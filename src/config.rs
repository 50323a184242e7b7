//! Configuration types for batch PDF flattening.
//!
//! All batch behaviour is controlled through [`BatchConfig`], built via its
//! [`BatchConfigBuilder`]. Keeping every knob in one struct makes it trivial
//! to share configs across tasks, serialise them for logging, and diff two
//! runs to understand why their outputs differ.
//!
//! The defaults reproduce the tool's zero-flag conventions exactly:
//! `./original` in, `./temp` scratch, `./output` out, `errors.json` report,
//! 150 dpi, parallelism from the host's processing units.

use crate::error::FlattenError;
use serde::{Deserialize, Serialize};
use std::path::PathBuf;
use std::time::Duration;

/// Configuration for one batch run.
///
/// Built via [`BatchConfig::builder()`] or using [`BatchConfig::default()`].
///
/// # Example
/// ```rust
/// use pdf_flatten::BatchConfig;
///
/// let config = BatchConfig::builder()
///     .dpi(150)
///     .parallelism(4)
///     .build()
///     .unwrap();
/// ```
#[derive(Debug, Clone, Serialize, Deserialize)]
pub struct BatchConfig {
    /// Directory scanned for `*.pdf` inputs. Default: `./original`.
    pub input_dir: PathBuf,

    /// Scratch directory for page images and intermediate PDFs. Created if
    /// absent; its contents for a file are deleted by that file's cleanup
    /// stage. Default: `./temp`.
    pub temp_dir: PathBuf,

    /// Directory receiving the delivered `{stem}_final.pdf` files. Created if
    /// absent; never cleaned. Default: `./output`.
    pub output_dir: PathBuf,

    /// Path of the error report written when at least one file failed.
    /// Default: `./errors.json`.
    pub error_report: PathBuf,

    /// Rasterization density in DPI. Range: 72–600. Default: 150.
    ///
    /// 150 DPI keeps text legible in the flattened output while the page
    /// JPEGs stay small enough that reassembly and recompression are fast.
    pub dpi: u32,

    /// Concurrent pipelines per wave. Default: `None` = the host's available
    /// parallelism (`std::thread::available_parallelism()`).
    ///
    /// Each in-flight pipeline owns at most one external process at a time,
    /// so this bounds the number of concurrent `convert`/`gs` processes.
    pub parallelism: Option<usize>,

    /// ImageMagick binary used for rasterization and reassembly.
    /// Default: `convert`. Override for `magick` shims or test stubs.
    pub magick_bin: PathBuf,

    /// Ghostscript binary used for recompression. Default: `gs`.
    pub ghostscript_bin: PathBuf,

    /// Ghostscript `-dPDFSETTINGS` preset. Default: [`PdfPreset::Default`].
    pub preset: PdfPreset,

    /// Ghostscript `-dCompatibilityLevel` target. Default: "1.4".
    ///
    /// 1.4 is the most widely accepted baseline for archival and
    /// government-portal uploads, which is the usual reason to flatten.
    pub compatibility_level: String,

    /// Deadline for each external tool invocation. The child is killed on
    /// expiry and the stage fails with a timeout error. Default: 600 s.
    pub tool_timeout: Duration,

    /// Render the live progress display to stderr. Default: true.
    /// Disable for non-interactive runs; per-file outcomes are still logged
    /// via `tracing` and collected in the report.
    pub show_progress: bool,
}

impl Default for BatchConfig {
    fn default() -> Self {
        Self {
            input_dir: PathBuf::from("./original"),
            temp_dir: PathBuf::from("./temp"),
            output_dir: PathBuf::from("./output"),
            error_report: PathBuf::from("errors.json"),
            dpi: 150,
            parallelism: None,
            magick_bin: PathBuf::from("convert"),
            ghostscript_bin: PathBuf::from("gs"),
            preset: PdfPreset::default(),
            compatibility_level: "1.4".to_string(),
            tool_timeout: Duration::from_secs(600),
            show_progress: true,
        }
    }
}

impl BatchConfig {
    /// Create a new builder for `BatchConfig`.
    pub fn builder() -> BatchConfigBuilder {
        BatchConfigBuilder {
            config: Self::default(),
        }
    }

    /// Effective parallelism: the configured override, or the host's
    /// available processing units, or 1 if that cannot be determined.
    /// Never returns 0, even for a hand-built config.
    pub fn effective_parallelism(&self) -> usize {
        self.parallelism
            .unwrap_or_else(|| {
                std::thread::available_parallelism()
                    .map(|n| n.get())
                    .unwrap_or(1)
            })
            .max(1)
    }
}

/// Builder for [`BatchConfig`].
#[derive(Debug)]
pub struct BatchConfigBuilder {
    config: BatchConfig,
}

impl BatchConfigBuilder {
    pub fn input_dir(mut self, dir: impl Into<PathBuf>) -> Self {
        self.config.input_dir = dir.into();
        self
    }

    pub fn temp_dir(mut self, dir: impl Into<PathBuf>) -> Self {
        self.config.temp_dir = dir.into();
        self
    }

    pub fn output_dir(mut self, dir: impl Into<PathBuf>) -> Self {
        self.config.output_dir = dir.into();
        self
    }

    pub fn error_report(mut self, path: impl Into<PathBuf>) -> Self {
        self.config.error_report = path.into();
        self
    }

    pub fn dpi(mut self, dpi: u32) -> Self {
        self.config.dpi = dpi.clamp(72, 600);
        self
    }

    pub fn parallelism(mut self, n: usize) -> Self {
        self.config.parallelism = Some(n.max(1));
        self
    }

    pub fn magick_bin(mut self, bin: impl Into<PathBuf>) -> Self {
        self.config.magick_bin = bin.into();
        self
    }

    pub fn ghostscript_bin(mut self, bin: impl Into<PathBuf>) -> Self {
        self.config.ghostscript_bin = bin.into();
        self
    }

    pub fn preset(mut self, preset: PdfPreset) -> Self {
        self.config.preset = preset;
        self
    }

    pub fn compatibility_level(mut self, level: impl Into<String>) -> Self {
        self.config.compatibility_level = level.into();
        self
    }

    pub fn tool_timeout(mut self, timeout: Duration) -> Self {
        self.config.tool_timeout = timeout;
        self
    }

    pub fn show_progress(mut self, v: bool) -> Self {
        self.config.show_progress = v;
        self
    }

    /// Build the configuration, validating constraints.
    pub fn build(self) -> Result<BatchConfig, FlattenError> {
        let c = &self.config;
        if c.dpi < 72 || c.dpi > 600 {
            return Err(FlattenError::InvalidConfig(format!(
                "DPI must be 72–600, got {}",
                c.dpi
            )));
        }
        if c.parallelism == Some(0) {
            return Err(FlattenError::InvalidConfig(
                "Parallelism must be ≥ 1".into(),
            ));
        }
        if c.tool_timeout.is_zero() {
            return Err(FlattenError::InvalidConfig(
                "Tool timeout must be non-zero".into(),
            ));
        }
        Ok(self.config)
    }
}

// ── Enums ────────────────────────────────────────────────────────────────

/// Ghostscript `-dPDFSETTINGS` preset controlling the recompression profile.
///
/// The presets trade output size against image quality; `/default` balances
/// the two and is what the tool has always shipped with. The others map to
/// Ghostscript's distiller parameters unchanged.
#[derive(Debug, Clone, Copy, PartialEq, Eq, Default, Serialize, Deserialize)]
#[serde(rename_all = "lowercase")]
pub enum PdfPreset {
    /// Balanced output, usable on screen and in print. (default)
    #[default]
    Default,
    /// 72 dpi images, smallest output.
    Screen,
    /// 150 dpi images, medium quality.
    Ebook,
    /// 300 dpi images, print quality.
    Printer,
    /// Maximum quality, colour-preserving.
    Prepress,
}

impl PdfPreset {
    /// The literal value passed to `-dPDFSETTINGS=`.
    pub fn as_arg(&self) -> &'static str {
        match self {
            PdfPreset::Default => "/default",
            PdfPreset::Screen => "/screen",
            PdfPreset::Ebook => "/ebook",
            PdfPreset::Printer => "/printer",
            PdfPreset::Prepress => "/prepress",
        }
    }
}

[PROBLEM DETAILS]:
Retype each of the records, word for word, with nothing added or dropped.

[TASK RESULT]:
filename src/config.rs
repository 50323a184242e7b7
//! Configuration types for batch PDF flattening.
//!
//! All batch behaviour is controlled through [`BatchConfig`], built via its
//! [`BatchConfigBuilder`]. Keeping every knob in one struct makes it trivial
//! to share configs across tasks, serialise them for logging, and diff two
//! runs to understand why their outputs differ.
//!
//! The defaults reproduce the tool's zero-flag conventions exactly:
//! `./original` in, `./temp` scratch, `./output` out, `errors.json` report,
//! 150 dpi, parallelism from the host's processing units.

use crate::error::FlattenError;
use serde::{Deserialize, Serialize};
use std::path::PathBuf;
use std::time::Duration;

/// Configuration for one batch run.
///
/// Built via [`BatchConfig::builder()`] or using [`BatchConfig::default()`].
///
/// # Example
/// ```rust
/// use pdf_flatten::BatchConfig;
///
/// let config = BatchConfig::builder()
///     .dpi(150)
///     .parallelism(4)
///     .build()
///     .unwrap();
/// ```
#[derive(Debug, Clone, Serialize, Deserialize)]
pub struct BatchConfig {
    /// Directory scanned for `*.pdf` inputs. Default: `./original`.
    pub input_dir: PathBuf,

    /// Scratch directory for page images and intermediate PDFs. Created if
    /// absent; its contents for a file are deleted by that file's cleanup
    /// stage. Default: `./temp`.
    pub temp_dir: PathBuf,

    /// Directory receiving the delivered `{stem}_final.pdf` files. Created if
    /// absent; never cleaned. Default: `./output`.
    pub output_dir: PathBuf,

    /// Path of the error report written when at least one file failed.
    /// Default: `./errors.json`.
    pub error_report: PathBuf,

    /// Rasterization density in DPI. Range: 72–600. Default: 150.
    ///
    /// 150 DPI keeps text legible in the flattened output while the page
    /// JPEGs stay small enough that reassembly and recompression are fast.
    pub dpi: u32,

    /// Concurrent pipelines per wave. Default: `None` = the host's available
    /// parallelism (`std::thread::available_parallelism()`).
    ///
    /// Each in-flight pipeline owns at most one external process at a time,
    /// so this bounds the number of concurrent `convert`/`gs` processes.
    pub parallelism: Option<usize>,

    /// ImageMagick binary used for rasterization and reassembly.
    /// Default: `convert`. Override for `magick` shims or test stubs.
    pub magick_bin: PathBuf,

    /// Ghostscript binary used for recompression. Default: `gs`.
    pub ghostscript_bin: PathBuf,

    /// Ghostscript `-dPDFSETTINGS` preset. Default: [`PdfPreset::Default`].
    pub preset: PdfPreset,

    /// Ghostscript `-dCompatibilityLevel` target. Default: "1.4".
    ///
    /// 1.4 is the most widely accepted baseline for archival and
    /// government-portal uploads, which is the usual reason to flatten.
    pub compatibility_level: String,

    /// Deadline for each external tool invocation. The child is killed on
    /// expiry and the stage fails with a timeout error. Default: 600 s.
    pub tool_timeout: Duration,

    /// Render the live progress display to stderr. Default: true.
    /// Disable for non-interactive runs; per-file outcomes are still logged
    /// via `tracing` and collected in the report.
    pub show_progress: bool,
}

impl Default for BatchConfig {
    fn default() -> Self {
        Self {
            input_dir: PathBuf::from("./original"),
            temp_dir: PathBuf::from("./temp"),
            output_dir: PathBuf::from("./output"),
            error_report: PathBuf::from("errors.json"),
            dpi: 150,
            parallelism: None,
            magick_bin: PathBuf::from("convert"),
            ghostscript_bin: PathBuf::from("gs"),
            preset: PdfPreset::default(),
            compatibility_level: "1.4".to_string(),
            tool_timeout: Duration::from_secs(600),
            show_progress: true,
        }
    }
}

impl BatchConfig {
    /// Create a new builder for `BatchConfig`.
    pub fn builder() -> BatchConfigBuilder {
        BatchConfigBuilder {
            config: Self::default(),
        }
    }

    /// Effective parallelism: the configured override, or the host's
    /// available processing units, or 1 if that cannot be determined.
    /// Never returns 0, even for a hand-built config.
    pub fn effective_parallelism(&self) -> usize {
        self.parallelism
            .unwrap_or_else(|| {
                std::thread::available_parallelism()
                    .map(|n| n.get())
                    .unwrap_or(1)
            })
            .max(1)
    }
}

/// Builder for [`BatchConfig`].
#[derive(Debug)]
pub struct BatchConfigBuilder {
    config: BatchConfig,
}

impl BatchConfigBuilder {
    pub fn input_dir(mut self, dir: impl Into<PathBuf>) -> Self {
        self.config.input_dir = dir.into();
        self
    }

    pub fn temp_dir(mut self, dir: impl Into<PathBuf>) -> Self {
        self.config.temp_dir = dir.into();
        self
    }

    pub fn output_dir(mut self, dir: impl Into<PathBuf>) -> Self {
        self.config.output_dir = dir.into();
        self
    }

    pub fn error_report(mut self, path: impl Into<PathBuf>) -> Self {
        self.config.error_report = path.into();
        self
    }

    pub fn dpi(mut self, dpi: u32) -> Self {
        self.config.dpi = dpi.clamp(72, 600);
        self
    }

    pub fn parallelism(mut self, n: usize) -> Self {
        self.config.parallelism = Some(n.max(1));
        self
    }

    pub fn magick_bin(mut self, bin: impl Into<PathBuf>) -> Self {
        self.config.magick_bin = bin.into();
        self
    }

    pub fn ghostscript_bin(mut self, bin: impl Into<PathBuf>) -> Self {
        self.config.ghostscript_bin = bin.into();
        self
    }

    pub fn preset(mut self, preset: PdfPreset) -> Self {
        self.config.preset = preset;
        self
    }

    pub fn compatibility_level(mut self, level: impl Into<String>) -> Self {
        self.config.compatibility_level = level.into();
        self
    }

    pub fn tool_timeout(mut self, timeout: Duration) -> Self {
        self.config.tool_timeout = timeout;
        self
    }

    pub fn show_progress(mut self, v: bool) -> Self {
        self.config.show_progress = v;
        self
    }

    /// Build the configuration, validating constraints.
    pub fn build(self) -> Result<BatchConfig, FlattenError> {
        let c = &self.config;
        if c.dpi < 72 || c.dpi > 600 {
            return Err(FlattenError::InvalidConfig(format!(
                "DPI must be 72–600, got {}",
                c.dpi
            )));
        }
        if c.parallelism == Some(0) {
            return Err(FlattenError::InvalidConfig(
                "Parallelism must be ≥ 1".into(),
            ));
        }
        if c.tool_timeout.is_zero() {
            return Err(FlattenError::InvalidConfig(
                "Tool timeout must be non-zero".into(),
            ));
        }
        Ok(self.config)
    }
}

// ── Enums ────────────────────────────────────────────────────────────────

/// Ghostscript `-dPDFSETTINGS` preset controlling the recompression profile.
///
/// The presets trade output size against image quality; `/default` balances
/// the two and is what the tool has always shipped with. The others map to
/// Ghostscript's distiller parameters unchanged.
#[derive(Debug, Clone, Copy, PartialEq, Eq, Default, Serialize, Deserialize)]
#[serde(rename_all = "lowercase")]
pub enum PdfPreset {
    /// Balanced output, usable on screen and in print. (default)
    #[default]
    Default,
    /// 72 dpi images, smallest output.
    Screen,
    /// 150 dpi images, medium quality.
    Ebook,
    /// 300 dpi images, print quality.
    Printer,
    /// Maximum quality, colour-preserving.
    Prepress,
}

impl PdfPreset {
    /// The literal value passed to `-dPDFSETTINGS=`.
    pub fn as_arg(&self) -> &'static str {
        match self {
            PdfPreset::Default => "/default",
            PdfPreset::Screen => "/screen",
            PdfPreset::Ebook => "/ebook",
            PdfPreset::Printer => "/printer",
            PdfPreset::Prepress => "/prepress",
        }
    }
}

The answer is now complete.